In un contesto del genere emerge un importante nesso con il principio del contraddittorio letto sotto una duplice visione. Da un lato il principio del contraddittorio risulta connesso con il diritto di difesa in base a cui nessuno può subire una decisione senza aver avuto modo di esporre le proprie ragioni in condizione di parità con la controparte. In secondo luogo, il contraddittorio è considerato la metodologia migliore per il raggiungimento della decisione. In questo modo l'arbitro scelto da una delle parti avrà l'ulteriore compito di far sì che il Collegio arbitrale pervenga alla decisione esaminando a fondo la tesi sostenuta dalla parte designante incoraggiando il dibattito e rafforzando così l'efficacia concreta del contraddittorio.
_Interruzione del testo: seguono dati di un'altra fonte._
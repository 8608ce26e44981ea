//! Reduction of many runs into percentile bands.
//!
//! Runs are fed to a [`SummaryBuilder`] one at a time as they finish, so the
//! harness never has to keep every balance history in memory:
//!
//! ```ignore
//! let mut builder = SummaryBuilder::new();
//! for run in &runs {
//!     builder.add(run);
//! }
//! let summary = builder.finish()?;
//! println!("median balance {}", summary.median.balance.value);
//! ```

mod summary;

pub use summary::{SummaryBuilder, percentile_indices};
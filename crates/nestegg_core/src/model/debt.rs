use jiff::civil::Date;
use serde::{Deserialize, Serialize};

use crate::date_math::months_between;
use crate::error::AccountError;
use crate::ledger::{Ledger, Transaction, memo};
use crate::model::{Account, CashAccount, EventList};
use crate::taxes::TaxMen;

/// Due date of placeholder loans that never come due.
pub fn imaginary_due_date() -> Date {
    jiff::civil::date(2200, 1, 1)
}

/// An amortizing loan. The balance is never positive.
#[derive(Debug, Clone, Serialize, Deserialize)]
pub struct Debt {
    name: String,
    ledger: Ledger,
    interest_rate: f64,
    due_date: Date,
    tax_deductible: bool,
}

impl Debt {
    pub fn open(name: &str, principal: f64, interest_rate: f64, due_date: Date, start: Date) -> Self {
        let mut debt = Self {
            name: name.to_string(),
            ledger: Ledger::new(),
            interest_rate,
            due_date,
            tax_deductible: false,
        };
        debt.transact(-principal, start, memo::OPEN_ACCOUNT);
        debt
    }

    /// A home loan. Interest is an itemized deduction.
    pub fn mortgage(name: &str, principal: f64, interest_rate: f64, due_date: Date, start: Date) -> Self {
        let mut debt = Self::open(&format!("{name} Mortgage"), principal, interest_rate, due_date, start);
        debt.tax_deductible = true;
        debt
    }

    /// Zero-balance stand-in for a missing loan.
    pub fn imaginary(name: &str, start: Date) -> Self {
        Self::open(name, 0.0, 0.0, imaginary_due_date(), start)
    }

    pub fn interest_rate(&self) -> f64 {
        self.interest_rate
    }

    pub fn due_date(&self) -> Date {
        self.due_date
    }

    pub fn tax_deductible(&self) -> bool {
        self.tax_deductible
    }

    pub fn monthly_interest_rate(&self) -> f64 {
        self.interest_rate / 12.0
    }

    pub fn months_until_due(&self, date: Date) -> i32 {
        months_between(date, self.due_date)
    }

    /// Payment that retires the balance by the due date:
    /// `P * m^n / (1 + m + ... + m^(n-1))` with `m = 1 + r/12`.
    pub fn minimum_payment(&self, date: Date) -> f64 {
        let owed = -self.balance();
        if owed <= 0.0 {
            return 0.0;
        }
        let months = self.months_until_due(date);
        if months <= 0 {
            return owed;
        }
        let rate = self.monthly_interest_rate();
        if rate == 0.0 {
            return owed / f64::from(months);
        }
        let growth = (1.0 + rate).powi(months);
        owed * growth * rate / (growth - 1.0)
    }

    /// Pays up to `amount` from cash, never past zero.
    pub fn deposit(
        &mut self,
        amount: f64,
        date: Date,
        memo: &str,
        cash: &mut CashAccount,
    ) -> Result<Option<Transaction>, AccountError> {
        if amount < 0.0 {
            return Err(AccountError::NegativeAmount {
                account: self.name.clone(),
                amount,
            });
        }
        let owed = -self.balance();
        if owed <= 0.0 {
            return Ok(None);
        }
        let amount = amount.min(owed);
        cash.withdraw(amount, date, memo)?;
        Ok(self.transact(amount, date, memo))
    }

    pub fn withdraw(&mut self, amount: f64) -> Result<Option<Transaction>, AccountError> {
        if amount == 0.0 {
            return Ok(None);
        }
        Err(AccountError::Unsupported {
            account: self.name.clone(),
            operation: "withdraw from",
        })
    }

    pub fn pay_off(&mut self, date: Date, memo: &str, cash: &mut CashAccount) -> Option<Transaction> {
        let owed = -self.balance();
        self.deposit(owed.max(0.0), date, memo, cash).ok().flatten()
    }

    /// Accrues a month of interest, deducting it when allowed, then makes
    /// the minimum payment.
    pub fn monthly(
        &mut self,
        date: Date,
        cash: &mut CashAccount,
        taxes: &mut TaxMen,
        events: &mut EventList,
    ) {
        if let Some(interest) = self.accrue_interest(date)
            && self.tax_deductible
        {
            taxes.deduct(-interest.amount);
        }
        let amount = self.minimum_payment(date);
        let _ = self.deposit(amount, date, memo::DEBT_PAYMENT, cash);
        if amount > 0.0 && self.balance() == 0.0 {
            events.add(date, format!("Payoff {}", self.name), 6);
        }
    }
}

impl Account for Debt {
    fn name(&self) -> &str {
        &self.name
    }

    fn ledger(&self) -> &Ledger {
        &self.ledger
    }

    fn transact(&mut self, amount: f64, date: Date, memo: &str) -> Option<Transaction> {
        self.ledger.record(amount, date, memo)
    }

    fn can_withdraw(&self, _date: Date) -> bool {
        false
    }

    fn can_deposit(&self, _date: Date) -> bool {
        self.balance() < 0.0
    }

    fn accrue_interest(&mut self, date: Date) -> Option<Transaction> {
        let delta = self.balance() * self.monthly_interest_rate();
        self.transact(delta, date, memo::INTEREST_ACCRUAL)
    }
}
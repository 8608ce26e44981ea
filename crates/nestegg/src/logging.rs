use std::fs::{self, File, OpenOptions};
use std::io::{Read, Seek, SeekFrom, Write};
use std::path::Path;
use std::sync::{Arc, Mutex};

use tracing_subscriber::fmt::MakeWriter;
use tracing_subscriber::{EnvFilter, fmt, layer::SubscriberExt, util::SubscriberInitExt};

/// Name of the log file inside the output directory.
pub const LOG_FILE: &str = "nestegg.log";
/// Maximum log file size before rotation (5 MB)
const MAX_LOG_SIZE: u64 = 5 * 1024 * 1024;
/// Size to keep after rotation (1 MB of most recent logs)
const KEEP_SIZE: u64 = 1024 * 1024;

/// Trims the log to its most recent `KEEP_SIZE` bytes once it grows past
/// `MAX_LOG_SIZE`, cutting at a line boundary.
fn rotate_log_if_needed(log_path: &Path) -> std::io::Result<()> {
    if !log_path.exists() {
        return Ok(());
    }

    let metadata = fs::metadata(log_path)?;
    if metadata.len() <= MAX_LOG_SIZE {
        return Ok(());
    }

    let mut file = File::open(log_path)?;
    let start_pos = metadata.len().saturating_sub(KEEP_SIZE);
    file.seek(SeekFrom::Start(start_pos))?;
    let mut buffer = Vec::new();
    file.read_to_end(&mut buffer)?;
    drop(file);

    let skip = buffer
        .iter()
        .position(|&b| b == b'\n')
        .map(|i| i + 1)
        .unwrap_or(0);

    let mut file = File::create(log_path)?;
    file.write_all(b"--- Log rotated (older entries removed) ---\n")?;
    file.write_all(&buffer[skip..])?;
    Ok(())
}

/// Hands every tracing layer a writer onto the one shared log file.
#[derive(Clone)]
struct LogWriterFactory {
    file: Arc<Mutex<File>>,
}

struct LogWriter {
    file: Arc<Mutex<File>>,
}

impl Write for LogWriter {
    fn write(&mut self, buf: &[u8]) -> std::io::Result<usize> {
        let mut file = self
            .file
            .lock()
            .map_err(|_| std::io::Error::other("log file lock poisoned"))?;
        file.write(buf)
    }

    fn flush(&mut self) -> std::io::Result<()> {
        let mut file = self
            .file
            .lock()
            .map_err(|_| std::io::Error::other("log file lock poisoned"))?;
        file.flush()
    }
}

impl<'a> MakeWriter<'a> for LogWriterFactory {
    type Writer = LogWriter;

    fn make_writer(&'a self) -> Self::Writer {
        LogWriter {
            file: Arc::clone(&self.file),
        }
    }
}

/// Initialize logging to `{output_dir}/nestegg.log`.
///
/// `level` sets the default directive for both crates; `RUST_LOG` overrides
/// it when set.
pub fn init_logging(output_dir: &Path, level: &str) -> color_eyre::Result<()> {
    fs::create_dir_all(output_dir)?;
    let log_path = output_dir.join(LOG_FILE);

    if let Err(e) = rotate_log_if_needed(&log_path) {
        eprintln!("Warning: Failed to rotate log file: {e}");
    }

    let file = OpenOptions::new()
        .create(true)
        .append(true)
        .open(&log_path)?;
    let writer_factory = LogWriterFactory {
        file: Arc::new(Mutex::new(file)),
    };

    let default_filter = format!("nestegg={level},nestegg_core={level}");
    let env_filter =
        EnvFilter::try_from_default_env().unwrap_or_else(|_| EnvFilter::new(&default_filter));

    tracing_subscriber::registry()
        .with(env_filter)
        .with(
            fmt::layer()
                .with_writer(writer_factory)
                .with_ansi(false)
                .with_target(true)
                .with_thread_ids(false),
        )
        .init();

    tracing::info!(log_path = %log_path.display(), "logging initialized");
    Ok(())
}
A rafforzare la corrente di pensiero sostenitrice della vicinanza tra arbitrato e giudizio ordinario è giunta la pronuncia della Corte costituzionale 28 novembre 2001, n. 376 la quale ha dichiarato che "l’arbitrato costituisce un procedimento previsto e disciplinato dal codice di procedura civile per l’applicazione obiettiva del diritto nel caso concreto, ai fini della risoluzione di una controversia, con le garanzie di contraddittorio e di imparzialità tipiche della giurisdizione civile ordinaria. Sotto l’aspetto considerato, il giudizio arbitrale non si differenzia da quello che si svolge davanti agli organi statali della giurisdizione, anche per quanto riguarda la ricerca e l’interpretazione delle norme applicabili alla fattispecie".

Nonostante la Corte Costituzionale abbia riconosciuto più volte i punti di contatti tra arbitrato e giudizio ordinario (Corte Costituzionale 18 novembre 1976, n. 226 e 2 luglio 1966, n. 83), l'art. 819 ter, comma 2 c.p.c., nella versione precedente al 2013, prevedeva una sorta di incomunicabilità tra arbitrato e giudizio ordinario prescrivendo la non applicabilità all'arbitrato, tra le altre norme, dell'art. 50 c.p.c. Il menzionato art. 50 c.p.c., rubricato "Riassunzione della causa", prevedeva che nei rapporti tra arbitrato e processo ordinario non si applicasse la regola della riassunzione della causa. Da più lati questa norma è stata percepita come non adatta a gestire i rapporti tra arbitri e autorità giudiziaria.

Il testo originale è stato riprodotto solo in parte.